### EXERCISE MATERIALS ###
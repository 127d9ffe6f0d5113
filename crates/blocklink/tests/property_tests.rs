//! Property-based tests for predicates, variable models and covers.
//!
//! # Running Property Tests
//!
//! ```bash
//! cargo test -p blocklink --test property_tests
//!
//! # More cases
//! PROPTEST_CASES=10000 cargo test -p blocklink --test property_tests
//! ```

use proptest::prelude::*;

use blocklink::predicates::{functions, phonetic, SimplePredicate, ValueDomain};
use blocklink::{
    Cover, CoverConfig, DataModel, FieldValue, IdentifiedRecord, ModelConfig, Predicate,
    PredicateFunction, Variable, VariableDefinition, VariableType,
};

// =============================================================================
// Test Strategies
// =============================================================================

/// Short name-like text with digits and punctuation.
fn name_like() -> impl Strategy<Value = String> {
    "[a-zA-Z0-9 '\\-\\.\n]{0,40}"
}

fn text_function() -> impl Strategy<Value = PredicateFunction> {
    proptest::sample::select(
        PredicateFunction::ALL
            .iter()
            .copied()
            .filter(|f| matches!(f.domain(), ValueDomain::Text | ValueDomain::Any))
            .collect::<Vec<_>>(),
    )
}

fn records() -> impl Strategy<Value = Vec<IdentifiedRecord>> {
    prop::collection::vec(name_like(), 0..60).prop_map(|names| {
        names
            .into_iter()
            .enumerate()
            .map(|(i, name)| IdentifiedRecord::new(i as u64, vec![FieldValue::text(name)]))
            .collect()
    })
}

proptest! {
    // =========================================================================
    // Predicate Functions
    // =========================================================================

    /// Text predicates never panic and always agree with themselves.
    #[test]
    fn text_predicates_are_deterministic(function in text_function(), value in any::<String>()) {
        let field = FieldValue::text(value);
        let first = function.apply(&field).unwrap();
        let second = function.apply(&field).unwrap();
        prop_assert_eq!(first, second);
    }

    /// Token keys are non-empty and integer keys carry no leading zeros.
    #[test]
    fn token_keys_are_non_empty(value in name_like()) {
        for key in functions::token_field(&value) {
            prop_assert!(!key.is_empty());
        }
        for key in functions::common_integer(&value) {
            prop_assert!(key.chars().all(|c| c.is_ascii_digit()));
            prop_assert!(key == "0" || !key.starts_with('0'));
        }
    }

    #[test]
    fn suffixes_have_minimum_length(value in any::<String>()) {
        let length = value.chars().count();
        let suffixes: Vec<&str> = functions::suffix_array(&value).collect();
        prop_assert_eq!(suffixes.len(), length.saturating_sub(4));
        for suffix in suffixes {
            prop_assert!(suffix.chars().count() >= functions::MIN_SUFFIX_LEN);
            prop_assert!(value.ends_with(suffix));
        }
    }

    #[test]
    fn metaphone_codes_are_bounded(value in any::<String>()) {
        let (primary, secondary) = phonetic::double_metaphone(&value);
        prop_assert!(primary.chars().count() <= 4);
        prop_assert!(secondary.chars().count() <= 4);
    }

    #[test]
    fn near_integers_surround_each_integer(n in 1u64..1_000_000) {
        let keys = functions::near_integers(&format!("x{}y", n));
        prop_assert!(keys.contains(&(n - 1).to_string()));
        prop_assert!(keys.contains(&n.to_string()));
        prop_assert!(keys.contains(&(n + 1).to_string()));
    }

    // =========================================================================
    // Predicate Identity
    // =========================================================================

    /// Equal predicates have equal fingerprints; different field indexes differ.
    #[test]
    fn predicate_equality_contract(function in text_function(), i in 0usize..8, j in 0usize..8) {
        let a: Predicate = SimplePredicate::new(function, i).into();
        let b: Predicate = SimplePredicate::new(function, j).into();
        prop_assert_eq!(a == b, i == j);
        prop_assert_eq!(a.fingerprint() == b.fingerprint(), i == j);
    }

    // =========================================================================
    // Variables
    // =========================================================================

    /// Declaring missing data only ever adds predicates.
    #[test]
    fn has_missing_is_monotone(
        variable_type in prop::sample::select(vec![
            VariableType::String,
            VariableType::ShortString,
            VariableType::Text,
            VariableType::Exact,
            VariableType::Set,
            VariableType::Price,
            VariableType::LatLong,
        ]),
        field_index in 0usize..5,
    ) {
        let plain = DataModel::new(&[VariableDefinition::field(field_index, variable_type)]).unwrap();
        let missing = DataModel::new(&[
            VariableDefinition::field(field_index, variable_type).with_missing(true),
        ])
        .unwrap();

        let before = plain.predicates();
        let after = missing.predicates();
        prop_assert_eq!(after.len(), before.len() + 1);
        prop_assert!(before.iter().all(|p| after.contains(p)));
    }

    /// Categorical interactions expand into the product of their levels.
    #[test]
    fn expansion_cardinality(a in 1usize..5, b in 1usize..5) {
        let categories = |prefix: &str, n: usize| -> Vec<String> {
            (0..n).map(|i| format!("{}{}", prefix, i)).collect()
        };
        let model = DataModel::builder()
            .config(ModelConfig::default().without_index_predicates())
            .definitions([
                VariableDefinition::field(0, VariableType::Categorical)
                    .with_categories(categories("a", a))
                    .with_variable_name("first"),
                VariableDefinition::field(1, VariableType::Categorical)
                    .with_categories(categories("b", b))
                    .with_variable_name("second"),
                VariableDefinition::interaction(["first", "second"]),
            ])
            .build()
            .unwrap();

        let levels = |n: usize| n * (n + 1) / 2 - 1;
        let Some(Variable::Interaction(interaction)) =
            model.get("(Interaction: ['first', 'second'])")
        else {
            panic!("interaction missing from model");
        };
        prop_assert_eq!(interaction.higher_vars.len(), levels(a) * levels(b));
    }

    // =========================================================================
    // Covers
    // =========================================================================

    /// The cover does not depend on how records are sharded.
    #[test]
    fn cover_is_shard_independent(records in records(), shard_size in 1usize..20) {
        let predicates: Vec<Predicate> = [
            PredicateFunction::FirstToken,
            PredicateFunction::SameThreeCharStart,
            PredicateFunction::CommonInteger,
        ]
        .into_iter()
        .map(|f| SimplePredicate::new(f, 0).into())
        .collect();

        let reference = Cover::build_with_config(&predicates, &records, None, &CoverConfig {
            shard_size: records.len().max(1),
        })
        .unwrap();
        let sharded =
            Cover::build_with_config(&predicates, &records, None, &CoverConfig { shard_size })
                .unwrap();
        prop_assert_eq!(reference, sharded);
    }

    /// Every covered record shares a key with another covered record.
    #[test]
    fn covered_records_share_keys(records in records()) {
        let predicate: Predicate = SimplePredicate::new(PredicateFunction::FirstToken, 0).into();
        let cover = Cover::build(&[predicate.clone()], &records, None).unwrap();

        if let Some(covered) = cover.get(&predicate) {
            prop_assert!(covered.len() >= 2);
            for id in covered {
                let keys = predicate.keys(&records[*id as usize].fields, None).unwrap();
                let shared = records.iter().any(|other| {
                    other.id != *id
                        && !predicate
                            .keys(&other.fields, None)
                            .unwrap()
                            .is_disjoint(&keys)
                });
                prop_assert!(shared);
            }
        }
    }
}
###
WORK TASK:
When the entries above show the word "categories" in a line, copy that line out.

RESPONSE:
        let categories = |prefix: &str, n: usize| -> Vec<String> {
                    .with_categories(categories("a", a))
                    .with_categories(categories("b", b))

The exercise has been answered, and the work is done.